Last week, my 6 year-old son’s homework assignment was to tell a personal story like early Native Americans did — by drawing primitive symbols on animal skin. Fortunately for neighborhood cats and squirrels, we substituted a torn paper bag for the skin and created our own symbols for crucial life tools like “car,” “fork,” and “TiVo.”
Watching Evan work on this project reminded me of when I did homework of my own -– or, more accurately, didn’t do it. I learned to put off homework until it was way too late, a pathetic cycle that I blamed on the homework, not myself. Even now as a full-time executive, I sometimes look at my piling workload and think “yeah, well, at least I don’t have homework.”
Then I surf the web for a while, make a few personal phone calls, and rationalize coming home early.
Fortunately, Evan’s homework associations are mostly positive. This fascinates me given the bombardment of television shows, books, movies, video games, and commercials telling kids that, among other things, homework stinks, school blows, toys rule, and pizza is best enjoyed in the presence of arcade games and creepy, life-sized mouse robots named Chucky.
According to movies I’ve seen, kids in the 1950s ran around with one or two schoolbooks under their arms, strapped with some kind of belt. Nowadays, school backpacks are enormous, and come with multiple zippered pockets, water bottle holders, reinforced bottoms, and wheels. Are we sending our kids to school or to Costa Rica?
According to the American Society of Orthopedics, a child’s backpack should be 20
percent of his body weight. The American Physical Therapy Association recommends a backpack should be 10 to 15 percent of a child’s weight. My brother, a pediatrician at Jersey Shore Medical Center, agrees, adding, “Mom thinks you should call her more often.”
Doctors and nosy-bodies point to loose or uneven straps on a backpack as a cause of school-related injury among young kids, followed closely by locker room towelsnaps and human pyramid mishaps. If you notice your kid hunched forward while walking to school, it may mean a poorly balanced backpack is hurting his shoulders or ankles. Either that or he’s trying to disguise the fact you’re still waving goodbye long after you’ve dropped him off.
I honestly don’t know how much homework is enough or too much. But my local Board of Education does, and talks about homework in the policy manual of its website. Among the more useful things I learned:
• Homework should be reviewed and returned by the teacher in a time frame no longer than one school week… or the next homework’s on them.
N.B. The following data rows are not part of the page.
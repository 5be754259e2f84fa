use crate::model::order::{LinkChange, LinkChanges, Links, NewPosition, OrderId, Orderable, Placement};
use crate::ops::chain::{ChainDefect, ChainLinks, OrderError, Role, analyze};

// ---------------------------------------------------------------------------
// Move
// ---------------------------------------------------------------------------

/// Move one element to a new place in its chain.
///
/// The target is checked against the chain as it will look once the element
/// is taken out of its current place, and nothing is mutated unless the whole
/// move is valid. Returns the records whose links changed. The slice is not
/// reordered; see [`reposition`] and [`crate::ops::chain::sort_in_place`].
pub fn move_element<T: Orderable>(
    elements: &mut [T],
    moving_id: OrderId,
    placement: Placement,
) -> Result<LinkChanges, OrderError> {
    let moving_idx = position(elements, moving_id).ok_or(OrderError::ElementNotFound {
        role: Role::Moving,
        id: moving_id,
    })?;
    let links = analyze(elements)?;
    let view = DetachedView::new(&links, moving_id);
    let target = view.resolve(elements, placement)?;
    view.validate(elements, target)?;

    if target.left_id == view.old_left && target.right_id == view.old_right {
        return Ok(LinkChanges::default());
    }

    let before = snapshot(elements);
    unlink(elements, moving_idx);
    attach(elements, moving_idx, target);
    Ok(diff(elements, &before))
}

/// Resolve a placement into concrete neighbors, without moving anything.
pub fn resolve_placement<T: Orderable>(
    elements: &[T],
    moving_id: OrderId,
    placement: Placement,
) -> Result<NewPosition, OrderError> {
    if position(elements, moving_id).is_none() {
        return Err(OrderError::ElementNotFound {
            role: Role::Moving,
            id: moving_id,
        });
    }
    let links = analyze(elements)?;
    let view = DetachedView::new(&links, moving_id);
    let target = view.resolve(elements, placement)?;
    view.validate(elements, target)?;
    Ok(target)
}

/// The neighbor relation as it will be once the moving element is unlinked.
struct DetachedView<'a> {
    links: &'a ChainLinks,
    moving: OrderId,
    old_left: Option<OrderId>,
    old_right: Option<OrderId>,
}

impl<'a> DetachedView<'a> {
    fn new(links: &'a ChainLinks, moving: OrderId) -> Self {
        DetachedView {
            links,
            moving,
            old_left: links.predecessor.get(&moving).copied(),
            old_right: links.successor.get(&moving).copied(),
        }
    }

    fn successor(&self, id: OrderId) -> Option<OrderId> {
        match self.links.successor.get(&id).copied() {
            Some(next) if next == self.moving => self.old_right,
            other => other,
        }
    }

    fn predecessor(&self, id: OrderId) -> Option<OrderId> {
        match self.links.predecessor.get(&id).copied() {
            Some(prev) if prev == self.moving => self.old_left,
            other => other,
        }
    }

    /// Ids other than the moving one, in ascending order
    fn others(&self) -> impl Iterator<Item = OrderId> + '_ {
        self.links
            .index
            .keys()
            .copied()
            .filter(move |&id| id != self.moving)
    }

    fn resolve<T: Orderable>(
        &self,
        elements: &[T],
        placement: Placement,
    ) -> Result<NewPosition, OrderError> {
        match placement {
            Placement::Between(target) => Ok(target),
            Placement::After(anchor) => {
                self.require_anchor(elements, anchor)?;
                Ok(NewPosition::between(Some(anchor), self.successor(anchor)))
            }
            Placement::Before(anchor) => {
                self.require_anchor(elements, anchor)?;
                Ok(NewPosition::between(self.predecessor(anchor), Some(anchor)))
            }
            Placement::Head => {
                let heads: Vec<OrderId> = self
                    .others()
                    .filter(|&id| self.predecessor(id).is_none())
                    .collect();
                Ok(NewPosition::between(None, self.single_end(heads)?))
            }
            Placement::Tail => {
                let tails: Vec<OrderId> = self
                    .others()
                    .filter(|&id| self.successor(id).is_none())
                    .collect();
                Ok(NewPosition::between(self.single_end(tails)?, None))
            }
        }
    }

    fn single_end(&self, ends: Vec<OrderId>) -> Result<Option<OrderId>, OrderError> {
        match ends.as_slice() {
            [] if self.others().next().is_none() => Ok(None),
            [] => Err(ChainDefect::Cycle.into()),
            [end] => Ok(Some(*end)),
            _ => Err(ChainDefect::Fragments {
                heads: self
                    .others()
                    .filter(|&id| self.predecessor(id).is_none())
                    .collect(),
            }
            .into()),
        }
    }

    fn require_anchor<T: Orderable>(&self, elements: &[T], anchor: OrderId) -> Result<(), OrderError> {
        if anchor == self.moving {
            return Err(OrderError::SelfReference(anchor));
        }
        if position(elements, anchor).is_none() {
            return Err(OrderError::ElementNotFound {
                role: Role::Anchor,
                id: anchor,
            });
        }
        Ok(())
    }

    fn validate<T: Orderable>(&self, elements: &[T], target: NewPosition) -> Result<(), OrderError> {
        for anchor in [target.left_id, target.right_id].into_iter().flatten() {
            self.require_anchor(elements, anchor)?;
        }
        let invalid = |reason: String| OrderError::InvalidPosition {
            id: self.moving,
            reason,
        };
        match (target.left_id, target.right_id) {
            (Some(left), Some(right)) if left == right => Err(invalid(format!(
                "{} cannot be both the left and the right neighbor",
                left
            ))),
            (Some(left), Some(right)) => {
                if self.successor(left) == Some(right) {
                    Ok(())
                } else {
                    Err(invalid(format!("{} and {} are not adjacent", left, right)))
                }
            }
            (Some(left), None) => match self.successor(left) {
                None => Ok(()),
                Some(_) => Err(invalid(format!("{} is not the tail", left))),
            },
            (None, Some(right)) => match self.predecessor(right) {
                None => Ok(()),
                Some(_) => Err(invalid(format!("{} is not the head", right))),
            },
            (None, None) => match self.others().next() {
                None => Ok(()),
                Some(_) => Err(invalid(
                    "no neighbors given but the collection has other elements".to_string(),
                )),
            },
        }
    }
}

// ---------------------------------------------------------------------------
// Detach / remove / append
// ---------------------------------------------------------------------------

/// Take an element out of its chain, linking its neighbors to each other.
/// The element stays in the slice with empty links. A collection whose links
/// contradict each other is rejected untouched.
pub fn detach_element<T: Orderable>(
    elements: &mut [T],
    id: OrderId,
) -> Result<LinkChanges, OrderError> {
    let idx = position(elements, id).ok_or(OrderError::ElementNotFound {
        role: Role::Removed,
        id,
    })?;
    analyze(elements)?;
    let before = snapshot(elements);
    unlink(elements, idx);
    Ok(diff(elements, &before))
}

/// Splice an element out of its chain and remove it from the collection.
/// Returns the removed element (with empty links) and the changes to the
/// elements that remain.
pub fn remove_element<T: Orderable>(
    elements: &mut Vec<T>,
    id: OrderId,
) -> Result<(T, LinkChanges), OrderError> {
    let mut changes = detach_element(elements, id)?;
    changes.0.retain(|c| c.id != id);
    let idx = position(elements, id).ok_or(OrderError::ElementNotFound {
        role: Role::Removed,
        id,
    })?;
    Ok((elements.remove(idx), changes))
}

/// Add a new element at the tail of the chain.
pub fn append_element<T: Orderable>(
    elements: &mut Vec<T>,
    mut element: T,
) -> Result<LinkChanges, OrderError> {
    if position(elements, element.id()).is_some() {
        return Err(ChainDefect::DuplicateId(element.id()).into());
    }
    let links = analyze(elements)?;
    let tails: Vec<OrderId> = links
        .index
        .keys()
        .filter(|id| !links.successor.contains_key(*id))
        .copied()
        .collect();
    let tail = match tails.as_slice() {
        [] if elements.is_empty() => None,
        [] => return Err(ChainDefect::Cycle.into()),
        [tail] => Some(*tail),
        _ => {
            return Err(ChainDefect::Fragments {
                heads: links.heads(),
            }
            .into());
        }
    };

    let mut changes = LinkChanges::default();
    let incoming = element.links();
    *element.links_mut() = Links::new(tail, None);
    if let Some(tail_id) = tail
        && let Some(tail_idx) = position(elements, tail_id)
    {
        let tail_before = elements[tail_idx].links();
        elements[tail_idx].set_right_id(Some(element.id()));
        changes.0.push(LinkChange {
            id: tail_id,
            before: tail_before,
            after: elements[tail_idx].links(),
        });
    }
    if incoming != element.links() {
        changes.0.push(LinkChange {
            id: element.id(),
            before: incoming,
            after: element.links(),
        });
    }
    elements.push(element);
    Ok(changes)
}

/// Move an element within the vector so it sits right after its left
/// neighbor (or first, if it is the head). A local splice that avoids
/// rebuilding the whole order after a single move.
pub fn reposition<T: Orderable>(elements: &mut Vec<T>, id: OrderId) {
    let Some(idx) = position(elements, id) else {
        return;
    };
    let element = elements.remove(idx);
    let target = match element.left_id() {
        None => 0,
        Some(left) => match position(elements, left) {
            Some(p) => p + 1,
            None => elements.len(),
        },
    };
    elements.insert(target, element);
}

// ---------------------------------------------------------------------------
// Helpers
// ---------------------------------------------------------------------------

fn position<T: Orderable>(elements: &[T], id: OrderId) -> Option<usize> {
    elements.iter().position(|e| e.id() == id)
}

/// Clear an element's links and point its neighbors at each other. Also
/// repairs stray one-sided references to the element.
fn unlink<T: Orderable>(elements: &mut [T], idx: usize) {
    let id = elements[idx].id();
    let left = elements[idx].left_id().or_else(|| {
        elements
            .iter()
            .find(|e| e.right_id() == Some(id))
            .map(|e| e.id())
    });
    let right = elements[idx].right_id().or_else(|| {
        elements
            .iter()
            .find(|e| e.left_id() == Some(id))
            .map(|e| e.id())
    });

    *elements[idx].links_mut() = Links::detached();
    for element in elements.iter_mut() {
        if element.id() == id {
            continue;
        }
        if element.right_id() == Some(id) || Some(element.id()) == left {
            element.set_right_id(right);
        }
        if element.left_id() == Some(id) || Some(element.id()) == right {
            element.set_left_id(left);
        }
    }
}

/// Link a detached element between the target neighbors.
fn attach<T: Orderable>(elements: &mut [T], idx: usize, target: NewPosition) {
    let id = elements[idx].id();
    *elements[idx].links_mut() = Links::new(target.left_id, target.right_id);
    for element in elements.iter_mut() {
        if Some(element.id()) == target.left_id {
            element.set_right_id(Some(id));
        }
        if Some(element.id()) == target.right_id {
            element.set_left_id(Some(id));
        }
    }
}

fn snapshot<T: Orderable>(elements: &[T]) -> Vec<(OrderId, Links)> {
    elements.iter().map(|e| (e.id(), e.links())).collect()
}

fn diff<T: Orderable>(elements: &[T], before: &[(OrderId, Links)]) -> LinkChanges {
    LinkChanges(
        elements
            .iter()
            .zip(before)
            .filter(|(e, (_, old))| e.links() != *old)
            .map(|(e, (id, old))| LinkChange {
                id: *id,
                before: *old,
                after: e.links(),
            })
            .collect(),
    )
}

// ---------------------------------------------------------------------------
// Tests
// ---------------------------------------------------------------------------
• Homework shall never be used as a punitive measure. I believe this is also part of the Geneva Convention, although some say Secretary Rumsfeld condones the use of Calculus and Advanced Russian Literature homework as coercive measures against Guantanamo detainees.
• Homework due after the Thanksgiving, Winter, February and Spring Break vacations shall not be assigned less than one week before these vacations, and shall not be due less than one week after school resumes. In freshman algebra terms, if Timmy is assigned homework X number of days before vacation, is expected to turn it in Y number of days after vacation, and X+Y<14, then Timmy gets a slacker-go-free card and more time to give himself a decent nickname. Evan, who still thinks AP is something he needs to raise his hand before making, happily completed his Thanksgiving homework with slight help from Mom –- and a crack team of University-trained epigraphists. I hear it may even be displayed on the school walls. So the next time you find yourself wandering aimlessly through the halls of Clinton Elementary School in Maplewood, New Jersey, check out some of this amazing homemade homework. Minutes later, as you’re spotted, reported as an intruder, and being wrestled to the ground by school security, consider the innocent joy and authentic interest with which this homework was completed. And how long we can possibly make it last.